Question

For the reversible reaction, $N_2\left(g\right)+3H_2\left(g\right)\rightleftharpoons 2N{H}_3\left(g\right)$ at ${500}^{o}C$, the value of $K_p$ is $1.44\times {10}^{-5}$ when partial pressure is measured in the atmosphere. The corresponding value of $K_c$ with concentration in mol litre${}^{-1}$, is :

• A. $1.44\times {10}^{-5}/(0.082\times 500{)}^{-2}$
• B. $1.44\times {10}^{-5}/(8.314\times 773{)}^{-2}$
• C. $1.44\times {10}^{-5}/(0.082\times 773{)}^2$
• D. $1.44\times {10}^{-5}/(0.082\times 773{)}^{-2}$

Answer 1

The correct option is D $1.44\times {10}^{-5}/(0.082\times 773{)}^{-2}$

The relationship between $K_p$ and $K_c$ is $K_p=K_c(RT{)}^{\Delta n}$

For the reaction $N_2\left(g\right)+3H_2\left(g\right)\iff 2N{H}_3\left(g\right)$, the value of $\Delta n$ is $2-(1+3)=-2$

Substitute this value in the above expression.
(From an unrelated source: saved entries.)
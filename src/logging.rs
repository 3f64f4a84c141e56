//! Logging setup
//!
//! Console output on stderr plus an append-only plain-text log file in the
//! data directory. `RUST_LOG` overrides the configured level.

use std::fs::OpenOptions;
use std::path::Path;
use std::sync::Mutex;
use thiserror::Error;
use tracing_subscriber::EnvFilter;
use tracing_subscriber::layer::SubscriberExt;
use tracing_subscriber::util::SubscriberInitExt;

#[derive(Error, Debug)]
pub enum LoggingError {
    #[error("Failed to open log file {path}: {source}")]
    FileError {
        path: String,
        #[source]
        source: std::io::Error,
    },
    #[error("Invalid log level '{0}'")]
    InvalidLevel(String),
    #[error("Failed to install logger: {0}")]
    InitError(String),
}

/// Filter from `RUST_LOG`, else `level` (`debug` when verbose)
pub fn build_filter(level: &str, verbose: bool) -> Result<EnvFilter, LoggingError> {
    if let Ok(filter) = EnvFilter::try_from_default_env() {
        return Ok(filter);
    }
    let level = if verbose { "debug" } else { level };
    EnvFilter::try_new(level).map_err(|_| LoggingError::InvalidLevel(level.to_string()))
}

pub fn init(level: &str, verbose: bool, log_file: &Path) -> Result<(), LoggingError> {
    let filter = build_filter(level, verbose)?;

    if let Some(parent) = log_file.parent() {
        std::fs::create_dir_all(parent).map_err(|e| LoggingError::FileError {
            path: parent.display().to_string(),
            source: e,
        })?;
    }
    let file = OpenOptions::new()
        .create(true)
        .append(true)
        .open(log_file)
        .map_err(|e| LoggingError::FileError {
            path: log_file.display().to_string(),
            source: e,
        })?;

    tracing_subscriber::registry()
        .with(filter)
        .with(
            tracing_subscriber::fmt::layer()
                .with_target(false)
                .with_writer(std::io::stderr),
        )
        .with(
            tracing_subscriber::fmt::layer()
                .with_ansi(false)
                .with_file(true)
                .with_line_number(true)
                .with_writer(Mutex::new(file)),
        )
        .try_init()
        .map_err(|e| LoggingError::InitError(e.to_string()))
}

/// Console-only fallback when the data directory is unusable
pub fn init_console(level: &str, verbose: bool) -> Result<(), LoggingError> {
    tracing_subscriber::registry()
        .with(build_filter(level, verbose)?)
        .with(
            tracing_subscriber::fmt::layer()
                .with_target(false)
                .with_writer(std::io::stderr),
        )
        .try_init()
        .map_err(|e| LoggingError::InitError(e.to_string()))
}

#[cfg(test)]
mod tests {
    use super::*;

    #[test]
    fn test_build_filter_accepts_levels() {
        if std::env::var("RUST_LOG").is_ok() {
            return;
        }
        assert!(build_filter("info", false).is_ok());
        assert_eq!(build_filter("warn", true).unwrap().to_string(), "debug");
        assert!(build_filter("vpnctl=trace,warn", false).is_ok());
    }

    #[test]
    fn test_build_filter_rejects_garbage() {
        if std::env::var("RUST_LOG").is_ok() {
            return;
        }
        assert!(matches!(
            build_filter("vpnctl=loud", false),
            Err(LoggingError::InvalidLevel(_))
        ));
    }
}
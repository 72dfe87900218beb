//! Cooperative cancellation shared between the controller and its workers.

use std::sync::atomic::{AtomicBool, Ordering};
use std::sync::Arc;

#[derive(Debug, Clone, Default)]
pub struct StopToken {
    flag: Arc<AtomicBool>,
}

impl StopToken {
    pub fn new() -> Self {
        Self::default()
    }

    #[inline]
    pub fn stop(&self) {
        self.flag.store(true, Ordering::Release);
    }

    #[inline]
    pub fn is_stopped(&self) -> bool {
        self.flag.load(Ordering::Acquire)
    }
}

#[cfg(test)]
mod tests {
    use super::*;

    #[test]
    fn clones_observe_the_same_flag() {
        let token = StopToken::new();
        let worker = token.clone();
        assert!(!worker.is_stopped());
        token.stop();
        assert!(worker.is_stopped());
    }
}
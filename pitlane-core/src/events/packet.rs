//! Decoded telemetry event types.
//!
//! Events are produced by an upstream decoder and never mutated afterwards.
//! Per-car payloads are indexed by [`DriverIndex`].

use serde::{Deserialize, Serialize};

use super::category::Category;
use super::driver::DriverIndex;

/// Fields shared by every packet.
#[derive(Debug, Clone, Copy, PartialEq, Serialize, Deserialize)]
pub struct PacketHeader {
    /// Session-relative timestamp in seconds. Non-decreasing within a session.
    pub session_time: f64,
    pub session_uid: u64,
    pub frame_identifier: u32,
    pub player_car_index: u8,
}

impl PacketHeader {
    pub fn new(session_time: f64, player_car_index: u8) -> Self {
        Self {
            session_time,
            session_uid: 0,
            frame_identifier: 0,
            player_car_index,
        }
    }

    pub fn player(&self) -> DriverIndex {
        DriverIndex(self.player_car_index)
    }
}

/// A single decoded telemetry event.
#[derive(Debug, Clone, PartialEq, Serialize, Deserialize)]
pub struct TelemetryEvent {
    pub header: PacketHeader,
    pub payload: Payload,
}

impl TelemetryEvent {
    pub fn new(header: PacketHeader, payload: Payload) -> Self {
        Self { header, payload }
    }

    #[inline]
    pub fn category(&self) -> Category {
        self.payload.category()
    }

    #[inline]
    pub fn timestamp(&self) -> f64 {
        self.header.session_time
    }
}

/// Category-specific content.
#[derive(Debug, Clone, PartialEq, Serialize, Deserialize)]
#[serde(tag = "category", rename_all = "camelCase")]
pub enum Payload {
    Session(SessionData),
    Participants(ParticipantsData),
    Lap(PerCar<LapData>),
    CarTelemetry(PerCar<CarTelemetryData>),
    CarStatus(PerCar<CarStatusData>),
    CarDamage(PerCar<CarDamageData>),
    CarSetup(PerCar<CarSetupData>),
    Motion(PerCar<CarMotionData>),
    Event(EventData),
    FinalClassification(PerCar<FinalClassificationData>),
    SessionHistory(SessionHistoryData),
}

impl Payload {
    pub fn category(&self) -> Category {
        match self {
            Payload::Session(_) => Category::Session,
            Payload::Participants(_) => Category::Participants,
            Payload::Lap(_) => Category::Lap,
            Payload::CarTelemetry(_) => Category::CarTelemetry,
            Payload::CarStatus(_) => Category::CarStatus,
            Payload::CarDamage(_) => Category::CarDamage,
            Payload::CarSetup(_) => Category::CarSetup,
            Payload::Motion(_) => Category::Motion,
            Payload::Event(_) => Category::Event,
            Payload::FinalClassification(_) => Category::FinalClassification,
            Payload::SessionHistory(_) => Category::SessionHistory,
        }
    }
}

/// One entry per car slot, indexed by driver index.
#[derive(Debug, Clone, PartialEq, Serialize, Deserialize)]
pub struct PerCar<T> {
    pub cars: Vec<T>,
}

impl<T> PerCar<T> {
    pub fn new(cars: Vec<T>) -> Self {
        Self { cars }
    }

    pub fn get(&self, index: DriverIndex) -> Option<&T> {
        self.cars.get(index.as_usize())
    }
}

#[derive(Debug, Clone, PartialEq, Serialize, Deserialize)]
pub struct SessionData {
    pub track_id: i8,
    pub weather: u8,
    pub track_temperature: i8,
    pub air_temperature: i8,
    pub safety_car_status: u8,
    pub total_laps: u8,
    pub track_length: u16,
    pub session_type: u8,
}

#[derive(Debug, Clone, PartialEq, Serialize, Deserialize)]
pub struct Participant {
    pub name: String,
    pub ai_controlled: bool,
    pub team_id: u8,
    pub race_number: u8,
    pub nationality: u8,
}

#[derive(Debug, Clone, PartialEq, Serialize, Deserialize)]
pub struct ParticipantsData {
    pub participants: Vec<Participant>,
}

impl ParticipantsData {
    pub fn get(&self, index: DriverIndex) -> Option<&Participant> {
        self.participants.get(index.as_usize())
    }
}

#[derive(Debug, Clone, PartialEq, Serialize, Deserialize)]
pub struct LapData {
    pub current_lap_time_ms: u32,
    pub sector1_time_ms: u16,
    pub sector2_time_ms: u16,
    pub current_lap_invalid: bool,
    pub current_lap_num: u8,
    pub car_position: u8,
}

#[derive(Debug, Clone, PartialEq, Serialize, Deserialize)]
pub struct CarTelemetryData {
    pub speed: u16,
    pub throttle: f32,
    pub brake: f32,
    pub steer: f32,
    pub gear: i8,
    pub engine_rpm: u16,
    pub drs: bool,
    pub tyres_surface_temperature: [u8; 4],
}

#[derive(Debug, Clone, PartialEq, Serialize, Deserialize)]
pub struct CarStatusData {
    pub fuel_remaining_laps: f32,
    pub ers_store_energy: f32,
    pub drs_allowed: bool,
    pub tyres_age_laps: u8,
}

#[derive(Debug, Clone, PartialEq, Serialize, Deserialize)]
pub struct CarDamageData {
    pub tyres_wear: [f32; 4],
    pub brakes_damage: [u8; 4],
    pub gearbox_damage: u8,
    pub engine_damage: u8,
}

#[derive(Debug, Clone, PartialEq, Serialize, Deserialize)]
pub struct CarSetupData {
    pub front_wing: u8,
    pub rear_wing: u8,
    pub brake_bias: u8,
    pub front_tyre_pressure: f32,
    pub rear_tyre_pressure: f32,
    pub fuel_load: f32,
}

#[derive(Debug, Clone, PartialEq, Serialize, Deserialize)]
pub struct CarMotionData {
    pub world_position: [f32; 3],
    pub world_velocity: [f32; 3],
    pub g_force_lateral: f32,
    pub g_force_longitudinal: f32,
    pub g_force_vertical: f32,
}

#[derive(Debug, Clone, PartialEq, Serialize, Deserialize)]
pub struct EventData {
    /// Four-letter event code, e.g. `SSTA` or `FTLP`.
    pub code: String,
}

#[derive(Debug, Clone, PartialEq, Serialize, Deserialize)]
pub struct FinalClassificationData {
    pub position: u8,
    pub num_laps: u8,
    pub grid_position: u8,
    pub points: u8,
    pub num_pit_stops: u8,
    pub best_lap_time_ms: u32,
    pub total_race_time: f64,
}

#[derive(Debug, Clone, PartialEq, Serialize, Deserialize)]
pub struct LapHistory {
    pub lap_time_ms: u32,
    pub sector1_time_ms: u16,
    pub sector2_time_ms: u16,
    pub sector3_time_ms: u16,
    pub valid: bool,
}

/// Lap history of a single car; unlike other per-car packets it names its car.
#[derive(Debug, Clone, PartialEq, Serialize, Deserialize)]
pub struct SessionHistoryData {
    pub car_index: u8,
    pub best_lap_time_lap_num: u8,
    pub laps: Vec<LapHistory>,
}
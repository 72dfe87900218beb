//! Live view settings.

use serde::{Deserialize, Serialize};
use validator::Validate;

#[derive(Debug, Serialize, Deserialize, Validate, Clone)]
pub struct LiveConfig {
    /// Width of the rolling window, also sizes the ring buffers.
    #[validate(range(min = 0.1, max = 600.0))]
    #[serde(default = "default_window")]
    pub window_secs: f64,

    /// Cursor advance per refresh tick.
    #[validate(range(min = 0.001, max = 60.0))]
    #[serde(default = "default_step")]
    pub playback_step_secs: f64,

    #[validate(range(min = 10, max = 10000))]
    #[serde(default = "default_refresh")]
    pub refresh_ms: u64,
}

fn default_window() -> f64 {
    5.0
}

fn default_step() -> f64 {
    0.1
}

fn default_refresh() -> u64 {
    200
}

impl Default for LiveConfig {
    fn default() -> Self {
        Self {
            window_secs: default_window(),
            playback_step_secs: default_step(),
            refresh_ms: default_refresh(),
        }
    }
}
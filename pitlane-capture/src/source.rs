//! The upstream source contract.

use std::io;
use std::time::Duration;

use pitlane_core::events::TelemetryEvent;
use thiserror::Error;

/// Read failures, split by whether ingestion can carry on.
#[derive(Debug, Error, Clone, PartialEq, Eq)]
pub enum SourceError {
    /// A single read failed; the next read may succeed.
    #[error("transient source error: {0}")]
    Transient(String),

    /// The source is gone for good.
    #[error("fatal source error: {0}")]
    Fatal(String),
}

impl SourceError {
    pub fn is_fatal(&self) -> bool {
        matches!(self, SourceError::Fatal(_))
    }

    /// Classifies a socket error. Timeouts are not errors and are handled by
    /// the caller before reaching here.
    pub fn from_io(err: &io::Error) -> Self {
        match err.kind() {
            io::ErrorKind::Interrupted
            | io::ErrorKind::ConnectionReset
            | io::ErrorKind::ConnectionRefused
            | io::ErrorKind::InvalidData
            | io::ErrorKind::WouldBlock
            | io::ErrorKind::TimedOut => SourceError::Transient(err.to_string()),
            _ => SourceError::Fatal(err.to_string()),
        }
    }
}

/// Yields decoded events one at a time.
pub trait PacketSource: Send {
    /// Waits at most `timeout`. `Ok(None)` means nothing arrived in time.
    fn next(&mut self, timeout: Duration) -> Result<Option<TelemetryEvent>, SourceError>;

    /// Human readable origin for logs.
    fn describe(&self) -> String;
}

impl<S: PacketSource + ?Sized> PacketSource for Box<S> {
    fn next(&mut self, timeout: Duration) -> Result<Option<TelemetryEvent>, SourceError> {
        (**self).next(timeout)
    }

    fn describe(&self) -> String {
        (**self).describe()
    }
}

#[cfg(test)]
mod tests {
    use super::*;

    #[test]
    fn classifies_io_errors() {
        let reset = io::Error::from(io::ErrorKind::ConnectionReset);
        assert!(!SourceError::from_io(&reset).is_fatal());

        let denied = io::Error::from(io::ErrorKind::PermissionDenied);
        assert!(SourceError::from_io(&denied).is_fatal());
    }
}
//! Folder naming.
//!
//! Names are derived only from role, track id, driver name and the session
//! start time, so cleanup can recognise an incomplete folder by its name.

use std::fmt;

use chrono::{DateTime, Local};

pub const TIMESTAMP_FORMAT: &str = "%Y-%m-%d_%H-%M-%S";

#[derive(Debug, Clone, Copy, PartialEq, Eq)]
pub enum Role {
    Player,
    Ai,
}

impl Role {
    pub fn from_player_flag(is_player: bool) -> Self {
        if is_player {
            Role::Player
        } else {
            Role::Ai
        }
    }
}

impl fmt::Display for Role {
    fn fmt(&self, f: &mut fmt::Formatter<'_>) -> fmt::Result {
        f.write_str(match self {
            Role::Player => "Player",
            Role::Ai => "AI",
        })
    }
}

pub fn track_label(track_id: i8) -> String {
    format!("Track_{track_id}")
}

/// `Track_{id}_{YYYY-MM-DD_HH-MM-SS}`
pub fn session_dir_name(track_id: i8, started: &DateTime<Local>) -> String {
    format!(
        "{}_{}",
        track_label(track_id),
        started.format(TIMESTAMP_FORMAT)
    )
}

/// `{Player|AI}_Track_{id}_{name}`. An empty name leaves the trailing
/// underscore, which marks the folder as incomplete.
pub fn driver_dir_name(role: Role, track_id: i8, name: &str) -> String {
    format!("{role}_{}_{}", track_label(track_id), sanitize_name(name))
}

/// Drops NUL padding and anything that would escape the session folder.
pub fn sanitize_name(raw: &str) -> String {
    raw.trim_matches(|c: char| c == '\0' || c.is_whitespace())
        .chars()
        .filter(|c| *c != '\0' && !c.is_control())
        .map(|c| match c {
            '/' | '\\' | ':' => '_',
            c => c,
        })
        .collect::<String>()
        .trim_matches('.')
        .to_string()
}
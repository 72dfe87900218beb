//! Error types for configuration loading and validation

use std::path::PathBuf;
use thiserror::Error;
use validator::ValidationErrors;

#[derive(Debug, Error)]
pub enum ConfigError {
    #[error("Configuration file not found: {0}")]
    FileNotFound(PathBuf),

    #[error("Invalid configuration:\n{}", format_validation_errors(.0))]
    Validation(#[source] ValidationErrors),

    #[error("Configuration parsing error: {0}")]
    Parsing(#[from] figment::Error),
}

impl From<ValidationErrors> for ConfigError {
    fn from(errors: ValidationErrors) -> Self {
        ConfigError::Validation(errors)
    }
}

/// One line per field, nested sections flattened to `section.field`.
fn format_validation_errors(errors: &ValidationErrors) -> String {
    let mut output = String::new();
    collect(errors, "", &mut output);
    output
}

fn collect(errors: &ValidationErrors, prefix: &str, output: &mut String) {
    use std::fmt::Write;
    use validator::ValidationErrorsKind;

    for (field, kind) in errors.errors() {
        let path = if prefix.is_empty() {
            field.to_string()
        } else {
            format!("{prefix}.{field}")
        };
        match kind {
            ValidationErrorsKind::Field(list) => {
                let _ = writeln!(output, "Field '{path}':");
                for error in list {
                    let message = match &error.message {
                        Some(msg) => msg.to_string(),
                        None => error.code.to_string(),
                    };
                    let _ = writeln!(output, "  - {message}");
                }
            }
            ValidationErrorsKind::Struct(inner) => collect(inner, &path, output),
            ValidationErrorsKind::List(items) => {
                for (index, inner) in items {
                    collect(inner, &format!("{path}[{index}]"), output);
                }
            }
        }
    }
}
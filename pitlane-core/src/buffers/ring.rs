//! Fixed-capacity overwrite buffer.
//!
//! Wrap-around arithmetic lives here and nowhere else. After `k` inserts the
//! buffer holds `min(k, N)` rows; the logical order is recovered by rotating
//! the backing storage by the write index.

use crate::error::CoreError;

#[derive(Debug, Clone)]
pub struct RingBuffer<T> {
    slots: Box<[Option<T>]>,
    /// Next slot to overwrite, always `< slots.len()`.
    write: usize,
    inserted: u64,
}

impl<T> RingBuffer<T> {
    pub fn with_capacity(capacity: usize) -> Result<Self, CoreError> {
        if capacity == 0 {
            return Err(CoreError::InvalidCapacity(capacity));
        }
        let slots = (0..capacity)
            .map(|_| None)
            .collect::<Vec<_>>()
            .into_boxed_slice();
        Ok(Self {
            slots,
            write: 0,
            inserted: 0,
        })
    }

    /// O(1); overwrites the oldest row once full.
    #[inline]
    pub fn insert(&mut self, row: T) {
        self.slots[self.write] = Some(row);
        self.write = (self.write + 1) % self.slots.len();
        self.inserted += 1;
    }

    /// Drops all rows and zeroes the write index.
    pub fn reset(&mut self) {
        for slot in self.slots.iter_mut() {
            *slot = None;
        }
        self.write = 0;
        self.inserted = 0;
    }

    #[inline]
    pub fn capacity(&self) -> usize {
        self.slots.len()
    }

    #[inline]
    pub fn len(&self) -> usize {
        self.inserted.min(self.slots.len() as u64) as usize
    }

    #[inline]
    pub fn is_empty(&self) -> bool {
        self.inserted == 0
    }

    /// Total inserts since creation or the last reset.
    #[inline]
    pub fn inserted(&self) -> u64 {
        self.inserted
    }

    /// Rows oldest first.
    pub fn iter(&self) -> impl Iterator<Item = &T> + '_ {
        let (newer, older) = self.slots.split_at(self.write);
        older.iter().chain(newer.iter()).filter_map(Option::as_ref)
    }

    pub fn latest(&self) -> Option<&T> {
        if self.is_empty() {
            return None;
        }
        let last = (self.write + self.slots.len() - 1) % self.slots.len();
        self.slots[last].as_ref()
    }
}

impl<T: Clone> RingBuffer<T> {
    /// The `min(inserted, capacity)` most recent rows, oldest first.
    pub fn snapshot(&self) -> Vec<T> {
        self.iter().cloned().collect()
    }
}
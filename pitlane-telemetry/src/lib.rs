//! # Pitlane Telemetry
//!
//! Logging setup and prometheus metrics for the recorder.

pub mod logging;
pub mod metrics;

pub use logging::{init_logging, LogFormat};
pub use metrics::MetricsRecorder;
//! Removal of incomplete driver folders after a recording stops.

use std::fs;
use std::path::{Path, PathBuf};

use once_cell::sync::Lazy;
use regex::Regex;
use tracing::{info, warn};

use crate::error::StorageError;

/// A driver folder with no name suffix, or one that got a timestamp where the
/// name belongs.
static MALFORMED: Lazy<Regex> = Lazy::new(|| {
    Regex::new(r"^(Player|AI)_Track_-?\d+_(\d{4}-\d{2}-\d{2}_\d{2}-\d{2}-\d{2})?$")
        .unwrap_or_else(|e| panic!("invalid malformed-folder pattern: {e}"))
});

pub fn is_malformed(name: &str) -> bool {
    MALFORMED.is_match(name)
}

/// Deletes every malformed driver folder directly under `root` and returns
/// the removed paths. Well-formed folders and plain files are left alone.
pub fn cleanup_malformed(root: &Path) -> Result<Vec<PathBuf>, StorageError> {
    let entries = fs::read_dir(root).map_err(|e| StorageError::io(root, e))?;
    let mut removed = Vec::new();

    for entry in entries {
        let entry = entry.map_err(|e| StorageError::io(root, e))?;
        let path = entry.path();
        let name = entry.file_name();
        if !path.is_dir() || !is_malformed(&name.to_string_lossy()) {
            continue;
        }
        match fs::remove_dir_all(&path) {
            Ok(()) => {
                info!(path = %path.display(), "Removed malformed driver folder");
                removed.push(path);
            }
            Err(e) => warn!(path = %path.display(), "Failed to remove malformed folder: {e}"),
        }
    }

    Ok(removed)
}
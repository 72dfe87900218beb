#[macro_use]
extern crate criterion;

use criterion::Criterion;

use pitlane_core::buffers::RingBuffer;
use pitlane_core::queue::CategoryQueue;

fn bench_ring_insert_snapshot(c: &mut Criterion) {
    let mut group = c.benchmark_group("ring_buffer");

    for capacity in [50, 150, 1800] {
        group.throughput(criterion::Throughput::Elements(capacity as u64));
        group.bench_function(format!("insert_snapshot_{}", capacity), |b| {
            let mut ring = RingBuffer::with_capacity(capacity).unwrap();
            let row = [0.0f64; 10];
            b.iter(|| {
                for _ in 0..capacity {
                    ring.insert(row);
                }
                ring.snapshot()
            });
        });
    }
    group.finish();
}

fn bench_queue_drop_oldest(c: &mut Criterion) {
    let mut group = c.benchmark_group("category_queue");

    for capacity in [128, 1000, 16384] {
        group.bench_function(format!("enqueue_full_{}", capacity), |b| {
            let queue = CategoryQueue::with_capacity("carTelemetry", capacity).unwrap();
            for i in 0..capacity {
                queue.enqueue(i).unwrap();
            }
            b.iter(|| queue.enqueue(0).unwrap());
        });
    }
    group.finish();
}

criterion_group!(benches, bench_ring_insert_snapshot, bench_queue_drop_oldest);
criterion_main!(benches);
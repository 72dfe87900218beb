//! Datagram decoding seam.
//!
//! The binary game protocol is decoded elsewhere; a [`PacketDecoder`] turns one
//! received datagram into one event. [`JsonDecoder`] accepts events already
//! serialized by such an external decoder.

use pitlane_core::events::TelemetryEvent;
use thiserror::Error;

#[derive(Debug, Error)]
pub enum DecodeError {
    #[error("malformed datagram: {0}")]
    Malformed(String),

    #[error("unsupported packet: {0}")]
    Unsupported(String),
}

pub trait PacketDecoder: Send {
    fn decode(&mut self, datagram: &[u8]) -> Result<TelemetryEvent, DecodeError>;
}

/// One JSON-encoded [`TelemetryEvent`] per datagram.
#[derive(Debug, Default, Clone, Copy)]
pub struct JsonDecoder;

impl PacketDecoder for JsonDecoder {
    fn decode(&mut self, datagram: &[u8]) -> Result<TelemetryEvent, DecodeError> {
        serde_json::from_slice(datagram).map_err(|e| DecodeError::Malformed(e.to_string()))
    }
}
$K_p=K_c(RT{)}^{\Delta n}=K_c(RT{)}^{-2}$

But $K_p=1.44\times {10}^{-5},R=0.082\text{L atm /mol. K}$

$T=500+273=773K$

Substitute values in the above expression.

$1.44\times {10}^{-5}=K_c(0.082\times 773{)}^{-2}$

$K_c=1.44\times {10}^{-5}./(0.082\times 773{)}^{-2}$